Esse itan, aqui adaptado por mim originalmente para o espetáculo Usina Griô, do Grupusina de Teatro, do qual faço parte. Foi uma pesquisa que fizemos sobre a mitologia dos orixás do candomblé e resultou naquela encenação.
Desde sempre, Ossãe conhecia o segredo de todas as folhas; quem lhe deu esse dom foi Olorun, o criador supremo de tudo o que existe.
Por isso, Ossãe se gabava e se aproveitava de seus poderes. Quando um de seus irmãos orixás ia em busca de uma folha para curar um de seus filhos, Ossãe sempre criava um obstáculo:
– Venha amanhã! Estou muito ocupado.
– Você quer folhas numa hora dessas? Estou com sono, venha depois.
– Você não avisou que vinha. Não posso te dar folha nenhuma agora!
Os orixás começaram a ficar intrigados com aqui, ficaram muito zangados porque seu irmão Ossãe lhes negava vez ou outra as folhas e somente ele sabia o segredo delas. Então, a pedido de Xangô, deus do trovão, eles se reuniram para resolver a situação.
Isso não pode ficar assim!, disse Xangô soltando fogo pelas ventas. Nosso irmão sempre arranja uma desculpa para nos humilhar quando precisamos das folhas!
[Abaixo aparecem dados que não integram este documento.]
//! Login command implementation.

use anyhow::{Context, Result};
use clap::Args;

use quizgate_core::LoginCredentials;

use crate::commands::whoami::print_profile;
use crate::output;
use crate::session::CliSession;

#[derive(Args, Debug)]
pub struct LoginArgs {
    /// Account email
    #[arg(long)]
    pub email: String,

    /// Account password
    #[arg(long, env = "QUIZGATE_PASSWORD", hide_env_values = true)]
    pub password: String,
}

pub async fn run(session: &CliSession, args: LoginArgs) -> Result<()> {
    output::note("Logging in...");

    let credential = session
        .gateway()
        .login(&LoginCredentials::new(args.email, args.password))
        .await
        .context("Failed to login")?;

    output::success("Logged in successfully");
    println!();
    print_profile(credential.user());

    Ok(())
}
//! Exam and token-grant models.

use std::collections::BTreeMap;
use std::fmt;
use std::str::FromStr;

use serde::{Deserialize, Serialize};

use crate::tokens::{AccessToken, RefreshToken};
use crate::types::QuestionId;

/// Tokens issued by a successful login.
#[derive(Debug, Clone)]
pub struct TokenGrant {
    pub access_token: AccessToken,
    pub refresh_token: Option<RefreshToken>,
}

/// Tokens issued by a successful refresh. The refresh token is only present
/// when the server rotates it.
#[derive(Debug, Clone)]
pub struct RefreshGrant {
    pub access_token: AccessToken,
    pub refresh_token: Option<RefreshToken>,
}

/// The option picked for a question: a position in its options, or a label.
#[derive(Debug, Clone, PartialEq, Eq, Hash, Serialize, Deserialize)]
#[serde(untagged)]
pub enum AnswerChoice {
    Index(usize),
    Label(String),
}

impl fmt::Display for AnswerChoice {
    fn fmt(&self, f: &mut fmt::Formatter<'_>) -> fmt::Result {
        match self {
            AnswerChoice::Index(i) => write!(f, "{}", i),
            AnswerChoice::Label(label) => write!(f, "{}", label),
        }
    }
}

impl FromStr for AnswerChoice {
    type Err = std::convert::Infallible;

    fn from_str(s: &str) -> Result<Self, Self::Err> {
        let s = s.trim();
        Ok(match s.parse::<usize>() {
            Ok(i) => AnswerChoice::Index(i),
            Err(_) => AnswerChoice::Label(s.to_string()),
        })
    }
}

impl From<usize> for AnswerChoice {
    fn from(i: usize) -> Self {
        AnswerChoice::Index(i)
    }
}

/// Recorded answers, keyed by question. Unanswered questions are absent.
pub type Answers = BTreeMap<QuestionId, AnswerChoice>;

/// A question of a test.
///
/// The correct option is held back until [`Question::reveal`] is called
/// after the attempt has been scored.
#[derive(Debug, Clone, PartialEq)]
pub struct Question {
    pub id: QuestionId,
    pub text: String,
    pub options: Vec<String>,
    answer_key: Option<AnswerChoice>,
    correct_option: Option<AnswerChoice>,
}

impl Question {
    pub fn new(id: QuestionId, text: impl Into<String>, options: Vec<String>) -> Self {
        Self {
            id,
            text: text.into(),
            options,
            answer_key: None,
            correct_option: None,
        }
    }

    /// Attach the server-provided answer, kept hidden until revealed.
    pub fn with_answer_key(mut self, answer: Option<AnswerChoice>) -> Self {
        self.answer_key = answer;
        self
    }

    /// Reveal the correct option, preferring the one reported with the result.
    pub fn reveal(&mut self, from_result: Option<&AnswerChoice>) {
        self.correct_option = from_result.cloned().or_else(|| self.answer_key.clone());
    }

    /// The correct option, once revealed.
    pub fn correct_option(&self) -> Option<&AnswerChoice> {
        self.correct_option.as_ref()
    }

    /// Returns true when `choice` can be recorded for this question.
    pub fn accepts(&self, choice: &AnswerChoice) -> bool {
        match choice {
            AnswerChoice::Index(i) => *i < self.options.len(),
            AnswerChoice::Label(label) => self.options.iter().any(|o| o == label),
        }
    }
}

/// Score returned by the assessment service.
#[derive(Debug, Clone, PartialEq, Serialize, Deserialize)]
pub struct ExamResult {
    pub score: f64,
    #[serde(alias = "total")]
    pub max_score: f64,
    #[serde(default, skip_serializing_if = "BTreeMap::is_empty")]
    pub correct_answers: BTreeMap<QuestionId, AnswerChoice>,
}

impl ExamResult {
    /// Score as a percentage of the maximum, or `None` when there is no maximum.
    pub fn percentage(&self) -> Option<f64> {
        (self.max_score > 0.0).then(|| self.score / self.max_score * 100.0)
    }

    /// Returns true when every point was earned.
    pub fn is_perfect(&self) -> bool {
        self.max_score > 0.0 && self.score >= self.max_score
    }
}

/// Lifecycle state of an exam attempt.
#[derive(Debug, Clone, Copy, PartialEq, Eq, Hash, Serialize, Deserialize)]
#[serde(rename_all = "lowercase")]
pub enum ExamStatus {
    /// Answers may be recorded; the countdown, if any, is running.
    Active,
    /// A submit is in flight.
    Submitting,
    /// The attempt was scored.
    Submitted,
    /// The attempt ended without a result (abandoned, or the login expired).
    Expired,
}

impl ExamStatus {
    /// Returns true for states no transition leaves.
    pub fn is_terminal(self) -> bool {
        matches!(self, ExamStatus::Submitted | ExamStatus::Expired)
    }
}

impl fmt::Display for ExamStatus {
    fn fmt(&self, f: &mut fmt::Formatter<'_>) -> fmt::Result {
        let s = match self {
            ExamStatus::Active => "active",
            ExamStatus::Submitting => "submitting",
            ExamStatus::Submitted => "submitted",
            ExamStatus::Expired => "expired",
        };
        f.write_str(s)
    }
}
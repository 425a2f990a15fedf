//! Exam command implementation.

use std::io::{BufRead, Write};
use std::sync::Arc;
use std::time::Duration;

use anyhow::{Context, Result, bail};
use chrono::Local;
use clap::{Args, Subcommand};
use colored::Colorize;
use tokio::sync::mpsc;

use quizgate_core::{AnswerChoice, ExamStatus, Question, TestId};
use quizgate_session::{ExamSession, SubmitOutcome};

use crate::output;
use crate::session::CliSession;

#[derive(Args, Debug)]
pub struct ExamCommand {
    #[command(subcommand)]
    pub command: ExamSubcommand,
}

#[derive(Subcommand, Debug)]
pub enum ExamSubcommand {
    /// Take a test interactively
    Take(TakeArgs),
}

/// One week.
const MAX_MINUTES: u64 = 7 * 24 * 60;

#[derive(Args, Debug)]
pub struct TakeArgs {
    /// Id of the test to take
    pub test_id: TestId,

    /// Time limit in minutes; the answers are submitted when it runs out
    #[arg(long, value_parser = clap::value_parser!(u64).range(1..=MAX_MINUTES))]
    pub minutes: Option<u64>,
}

pub async fn handle(session: &CliSession, cmd: ExamCommand) -> Result<()> {
    match cmd.command {
        ExamSubcommand::Take(args) => take(session, args).await,
    }
}

/// One line typed during an attempt.
#[derive(Debug, PartialEq, Eq)]
enum Input {
    /// Question number (1-based) and option index (0-based).
    Select { question: usize, option: usize },
    Submit,
    Quit,
    Show,
    Help,
    Empty,
}

fn parse_input(line: &str) -> Result<Input, String> {
    let mut words = line.split_whitespace();
    let Some(first) = words.next() else {
        return Ok(Input::Empty);
    };

    let input = match first.to_ascii_lowercase().as_str() {
        "submit" => Input::Submit,
        "quit" | "exit" => Input::Quit,
        "show" | "list" => Input::Show,
        "help" | "?" => Input::Help,
        number => {
            let question = number
                .parse::<usize>()
                .map_err(|_| format!("Unknown command '{}'", first))?;
            let option = words
                .next()
                .ok_or_else(|| format!("Which option for question {}?", question))?;
            Input::Select {
                question,
                option: parse_option(option)?,
            }
        }
    };

    match words.next() {
        Some(extra) => Err(format!("Unexpected '{}'", extra)),
        None => Ok(input),
    }
}

/// Options are typed as a letter (`b`) or a 1-based number (`2`).
fn parse_option(word: &str) -> Result<usize, String> {
    if let Ok(n) = word.parse::<usize>() {
        return n
            .checked_sub(1)
            .ok_or_else(|| "Options are numbered from 1".to_string());
    }
    match word.as_bytes() {
        [c] if c.is_ascii_alphabetic() => Ok(usize::from(c.to_ascii_lowercase() - b'a')),
        _ => Err(format!("'{}' is not an option", word)),
    }
}

fn option_letter(index: usize) -> char {
    u8::try_from(index)
        .ok()
        .filter(|i| *i < 26)
        .map_or('?', |i| char::from(b'a' + i))
}

async fn take(session: &CliSession, args: TakeArgs) -> Result<()> {
    session.require_login().await?;

    output::note("Starting test...");
    let duration = args.minutes.map(|m| Duration::from_secs(m * 60));
    let exam = ExamSession::start(Arc::new(session.assessment()), args.test_id, duration)
        .await
        .context("Failed to start test")?;

    output::success(&format!(
        "Test started at {}",
        exam.started_at().with_timezone(&Local).format("%H:%M:%S")
    ));
    println!();
    print_questions(&exam);
    print_help();

    let mut input = spawn_input();
    let mut status = exam.subscribe();

    loop {
        prompt(&exam);
        tokio::select! {
            changed = status.changed() => {
                if changed.is_err() {
                    bail!("Exam session closed");
                }
                let current = *status.borrow_and_update();
                match current {
                    ExamStatus::Submitting => {
                        println!();
                        output::note("Time is up, submitting your answers...");
                    }
                    ExamStatus::Submitted => {
                        print_result(&exam);
                        return Ok(());
                    }
                    ExamStatus::Expired => bail!("Session expired, please log in again"),
                    ExamStatus::Active => {
                        if let Some(error) = exam.last_error() {
                            output::error(&format!("{}. Type 'submit' to retry.", error));
                        }
                    }
                }
            }
            line = input.recv() => {
                let Some(line) = line else {
                    exam.abandon();
                    output::note("Input closed, attempt abandoned");
                    return Ok(());
                };

                match parse_input(&line) {
                    Ok(Input::Select { question, option }) => select(&exam, question, option),
                    Ok(Input::Submit) => {
                        match exam.submit().await {
                            Ok(SubmitOutcome::Submitted(_)) => {
                                print_result(&exam);
                                return Ok(());
                            }
                            Ok(SubmitOutcome::Ignored(current)) => {
                                output::note(&format!("Attempt is {}", current));
                            }
                            Err(e) if e.requires_login() => {
                                return Err(e).context("Failed to submit answers");
                            }
                            Err(e) => {
                                output::error(&format!("{}. Type 'submit' to retry.", e));
                                // Already reported; skip the status change it caused.
                                drop(status.borrow_and_update());
                            }
                        }
                    }
                    Ok(Input::Quit) => {
                        exam.abandon();
                        output::note("Attempt abandoned");
                        return Ok(());
                    }
                    Ok(Input::Show) => print_questions(&exam),
                    Ok(Input::Help) => print_help(),
                    Ok(Input::Empty) => {}
                    Err(message) => output::error(&message),
                }
            }
        }
    }
}

/// Read stdin lines on a plain thread so a pending read never holds up
/// runtime shutdown.
fn spawn_input() -> mpsc::UnboundedReceiver<String> {
    let (tx, rx) = mpsc::unbounded_channel();
    std::thread::spawn(move || {
        for line in std::io::stdin().lock().lines() {
            let Ok(line) = line else { break };
            if tx.send(line).is_err() {
                break;
            }
        }
    });
    rx
}

fn select(exam: &ExamSession, number: usize, option: usize) {
    let questions = exam.questions();
    let Some(question) = number.checked_sub(1).and_then(|i| questions.get(i)) else {
        output::error(&format!("There is no question {}", number));
        return;
    };

    match exam.select_answer(&question.id, AnswerChoice::Index(option)) {
        Ok(()) => output::success(&format!(
            "Question {}: {}",
            number,
            describe(question, &AnswerChoice::Index(option))
        )),
        Err(e) => output::error(&e.to_string()),
    }
}

fn prompt(exam: &ExamSession) {
    let answered = exam.answers().len();
    let total = exam.questions().len();
    let clock = match exam.remaining() {
        Some(left) => format!("{:02}:{:02} left, ", left.as_secs() / 60, left.as_secs() % 60),
        None => String::new(),
    };
    print!("[{}{}/{} answered] > ", clock, answered, total);
    let _ = std::io::stdout().flush();
}

fn print_questions(exam: &ExamSession) {
    let answers = exam.answers();
    for (n, question) in exam.questions().iter().enumerate() {
        println!("{}. {}", n + 1, question.text.bold());
        for (i, option) in question.options.iter().enumerate() {
            let picked = answers.get(&question.id) == Some(&AnswerChoice::Index(i));
            let marker = if picked { "*" } else { " " };
            println!("   {}{}) {}", marker, option_letter(i), option);
        }
    }
    println!();
}

fn print_help() {
    output::note("Type '<question> <option>' to answer (e.g. '2 b'), 'show' to list the");
    output::note("questions again, 'submit' to finish or 'quit' to abandon.");
}

fn describe(question: &Question, choice: &AnswerChoice) -> String {
    match choice {
        AnswerChoice::Index(i) => match question.options.get(*i) {
            Some(text) => format!("{}) {}", option_letter(*i), text),
            None => format!("option {}", i + 1),
        },
        AnswerChoice::Label(label) => label.clone(),
    }
}

fn print_result(exam: &ExamSession) {
    let Some(result) = exam.result() else {
        return;
    };

    println!();
    output::success("Test submitted");
    output::field("Score", &format!("{}/{}", result.score, result.max_score));
    if let Some(percentage) = result.percentage() {
        output::field("Percentage", &format!("{:.1}%", percentage));
    }
    println!();

    let answers = exam.answers();
    for (n, question) in exam.questions().iter().enumerate() {
        let picked = answers.get(&question.id);
        let mark = match (picked, question.correct_option()) {
            (Some(picked), Some(correct)) if picked == correct => "✓".green(),
            (_, Some(_)) => "✗".red(),
            _ => "·".dimmed(),
        };
        println!("{} {}. {}", mark, n + 1, question.text);
        if let Some(picked) = picked {
            println!("     your answer: {}", describe(question, picked));
        }
        if let Some(correct) = question.correct_option() {
            println!("     correct:     {}", describe(question, correct));
        }
    }
}
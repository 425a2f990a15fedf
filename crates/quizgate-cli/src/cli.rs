//! CLI argument definitions.

use std::path::PathBuf;

use clap::{Parser, Subcommand};

use quizgate_core::ApiUrl;

use crate::commands::{exam, login, logout, refresh, signup, whoami};

/// Command-line client for the quiz portal.
#[derive(Parser, Debug)]
#[command(name = "quizgate")]
#[command(author, version = env!("QUIZGATE_VERSION"), about, long_about = None)]
pub struct Cli {
    /// Increase verbosity (-v, -vv, -vvv)
    #[arg(short, long, action = clap::ArgAction::Count, global = true)]
    pub verbose: u8,

    /// Output logs as JSON
    #[arg(long, global = true)]
    pub json_logs: bool,

    /// Base URL of the portal API
    #[arg(
        long,
        env = "QUIZGATE_API_URL",
        default_value = "http://127.0.0.1:8000",
        global = true
    )]
    pub api_url: ApiUrl,

    /// Directory holding the stored login (defaults to the user data dir)
    #[arg(long, env = "QUIZGATE_DATA_DIR", global = true)]
    pub data_dir: Option<PathBuf>,

    #[command(subcommand)]
    pub command: Commands,
}

#[derive(Subcommand, Debug)]
pub enum Commands {
    /// Log in with email and password
    Login(login::LoginArgs),

    /// Create an account and log in
    Signup(signup::SignupArgs),

    /// Show the logged-in user
    Whoami(whoami::WhoamiArgs),

    /// Exchange the refresh token for a new access token
    Refresh(refresh::RefreshArgs),

    /// Forget the stored login
    Logout(logout::LogoutArgs),

    /// Exam operations
    Exam(exam::ExamCommand),
}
Ontem mesmo eu precisei de algumas folhas para curar uma doença de um filho meu e não consegui porque ele disse que já era tarde!, disse Oxum revoltada.
Mas foi nosso pai Olorun quem deu o segredo delas para ele, Ele sabe o que faz!, disse Iansan.
Mas ele tem a responsabilidade de dividir as folhas com a gente, somos seus irmãos e irmãs!, disse Oxóssi.
Xangô teve a solução: pediu que Iansan fosse até o local habitado por Ossãe e pedisse a ele que dividisse com todos os segredos das folhas. Iansan era hábil com as palavras, saberia negociar muito bem.
Iansan assim fez, concordando com a ideia de seu marido Xangô. Chegando à porta da habitação de ossãe, pediu agô!
Iansan – Ê Ê ewe ô!
Ossãe – Eparrei!
Iansan – Agô Ossãe
E então, o que quer de mim minha irmã?
Meu irmão, vim te pedir agô, licença, e trazer um recado de nossos irmãos. Todos estão zangados porque você se nega muitas vezes a nos dar as folhas que precisamos para atender os pedidos dos nossos filhos humanos, a quem cuidamos e protegemos. Nos reunimos e decidimos que eu deveria vir aqui te pedir para que divida com todos nós o segredo das folhas, assim não precisaremos mais te incomodar.
Ah, dito isso, Ossãe se revoltou, ficou furioso.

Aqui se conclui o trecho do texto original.